People who have depression along with a medical illness tend to have more severe symptoms of both depression and the health condition, making it more difficult to adapt to their medical condition, and raising more medical costs than for those who do not have co-existing depression. Treating the depression can help improve the outcome of treating the co-occurring illness. Just because statistics may point to co-occurring depression does not mean that it depression inevitable or that you can’t do anything about its occurrence to manage it. One thing is clear: this is not caused by a weakness in character or a personal failure.
Talking to Medical Professionals
So what can one do in order to improve the quality of care and odds of being physically and mentally healthy despite a disease? Learning how to effectively discuss how you feel with your health care providers goes a long way. Doctors tend to speak the language of symptoms, location of occurrence, and frequency of such. Learning how to speak to them in their language with less vagueness can help to address problems early on. Stating “I’m in pain” is only telling the start of what they need to know. Let them know what the pain feels like—shooting? throbbing? radiating?—how frequently it occurs, and if there are any triggers. This will help them evaluate your situation with greater accuracy.
Rather than stating “I’m depressed,” try to communicate specifically what you’re feeling—whether you’re sad, lacking motivation or appetite, or having a difficult time falling and staying asleep. This will compile a more thorough picture for them to evaluate, and they can make referrals more easily. It can feel very rushed when you’re face to face with the doctor. You may forget what it was you wanted to address if you leave it to memory, so be prepared and write it out beforehand.
If a provider doesn’t ask you directly about your mood or how you are handling the impact of being diagnosed with a chronic illness, bring it up to them. If it is having an impact on your mental health or daily functioning it is important enough to address, especially early on. This advise goes for any physical or mental health issue, no matter how embarrassed you may feel. If it is impacting your quality of life then it is important to discuss. There is a lot of crossover between the various systems in the body; their emotional impact and origin may be rooted in a metabolic change or something else. Standard practice is to examine the medical or physiological nature of symptoms in addition to addressing the psychological. The majority of things are best addressed in the earlier rather than the later stages.
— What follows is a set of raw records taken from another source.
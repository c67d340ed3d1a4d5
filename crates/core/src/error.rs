// SPDX-License-Identifier: BUSL-1.1
// Copyright (c) 2026 Alfred Jean LLC

//! Error types for typed message mapping.

use fah_pyon::FramingError;
use serde::Serialize;
use thiserror::Error;

/// One property whose raw value could not be converted.
///
/// Recorded on the owning object; never aborts a fill.
#[derive(Debug, Error, Clone, PartialEq, Eq, Serialize)]
#[error("{property_name}: {reason}")]
pub struct ConversionError {
    pub property_name: String,
    pub reason: String,
}

impl ConversionError {
    pub fn new(property_name: impl Into<String>, reason: impl Into<String>) -> Self {
        Self { property_name: property_name.into(), reason: reason.into() }
    }

    /// Prefix the property name with its owner, e.g. `System.CpuCount`.
    pub fn qualified(&self, owner: &str) -> Self {
        Self::new(format!("{owner}.{}", self.property_name), self.reason.clone())
    }
}

/// The decoded tree does not have the shape the target type requires.
///
/// Fatal for the fill call that raised it.
#[derive(Debug, Error, Clone, PartialEq, Eq)]
pub enum TypeMappingError {
    #[error("cannot fill {target}: expected {expected}, found {found}")]
    Shape { target: &'static str, expected: &'static str, found: &'static str },

    #[error("cannot fill {target}: element {index} is {found}, expected map")]
    Element { target: &'static str, index: usize, found: &'static str },
}

/// Errors from the message parse entry points.
#[derive(Debug, Error)]
pub enum MessageError {
    /// Caller contract violation, rejected before decoding.
    #[error("invalid argument: {0}")]
    Argument(String),

    #[error("malformed message body: {0}")]
    Framing(#[from] FramingError),

    #[error(transparent)]
    TypeMapping(#[from] TypeMappingError),
}
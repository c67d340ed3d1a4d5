// SPDX-License-Identifier: BUSL-1.1
// Copyright (c) 2026 Alfred Jean LLC

// Allow panic!/unwrap/expect in test code
#![cfg_attr(test, allow(clippy::panic))]
#![cfg_attr(test, allow(clippy::unwrap_used))]
#![cfg_attr(test, allow(clippy::expect_used))]

//! fah-client: connection to a FAHClient command port
//!
//! [`Connection`] owns the socket in a supervisor task that reconnects
//! with exponential backoff, frames the incoming stream, maps each
//! message, and broadcasts [`Delivery`] values to subscribers.

mod command;
mod config;
mod connection;
pub mod env;
mod error;

pub use command::Command;
pub use config::{ClientConfig, ReconnectPolicy, DEFAULT_HOST, DEFAULT_PORT};
pub use connection::{Connection, ConnectionState};
pub use error::{ConfigError, ConnectionError};
pub use fah_core::{Delivery, FahMessage};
Lastly, being open to addressing your mental health can also go a long way. Many people see therapists or psychiatrists for what are considered major mental health issues, but others seek out and are open to treatment in order to gain understanding about how to best cope with situations, gain support for issues they are dealing with, and prevent further progression of what is currently manageable. Gaining an awareness of how your mental health and physical health have an interplay and addressing both can help you be your own best health manager, as well as help you live a life not totally consumed by health issues.
References:
- Linda Chuang, MD. Mental Disorders Secondary to Medical Conditions. Medscape Reference Drugs, Diseases, and Procedures. Updated March 15, 2012 http://emedline.medscape.com/article/294131-overview
- Katon, W. State of the Art: Epidemiology and treatment of depression in patients with chronic medical illness. Dialogues in Clinical Neuroscience. Vol 13 . No. 1 . 2011 http://www.ncbi.nlm.nih.gov/pmc/articles/PMC3181964/pdf/DialoguesClinNeurosci-13-7.pdf
- Cassano, P., Fava, M. Depression and public health, an overview. Journal of Psychosomatic Research, 2002; 53:849–857.
- Katon, W., Ciechanowski, P. Impact of major depression on chronic medical illness. Journal of Psychosomatic Research, 2002; 53:859–863.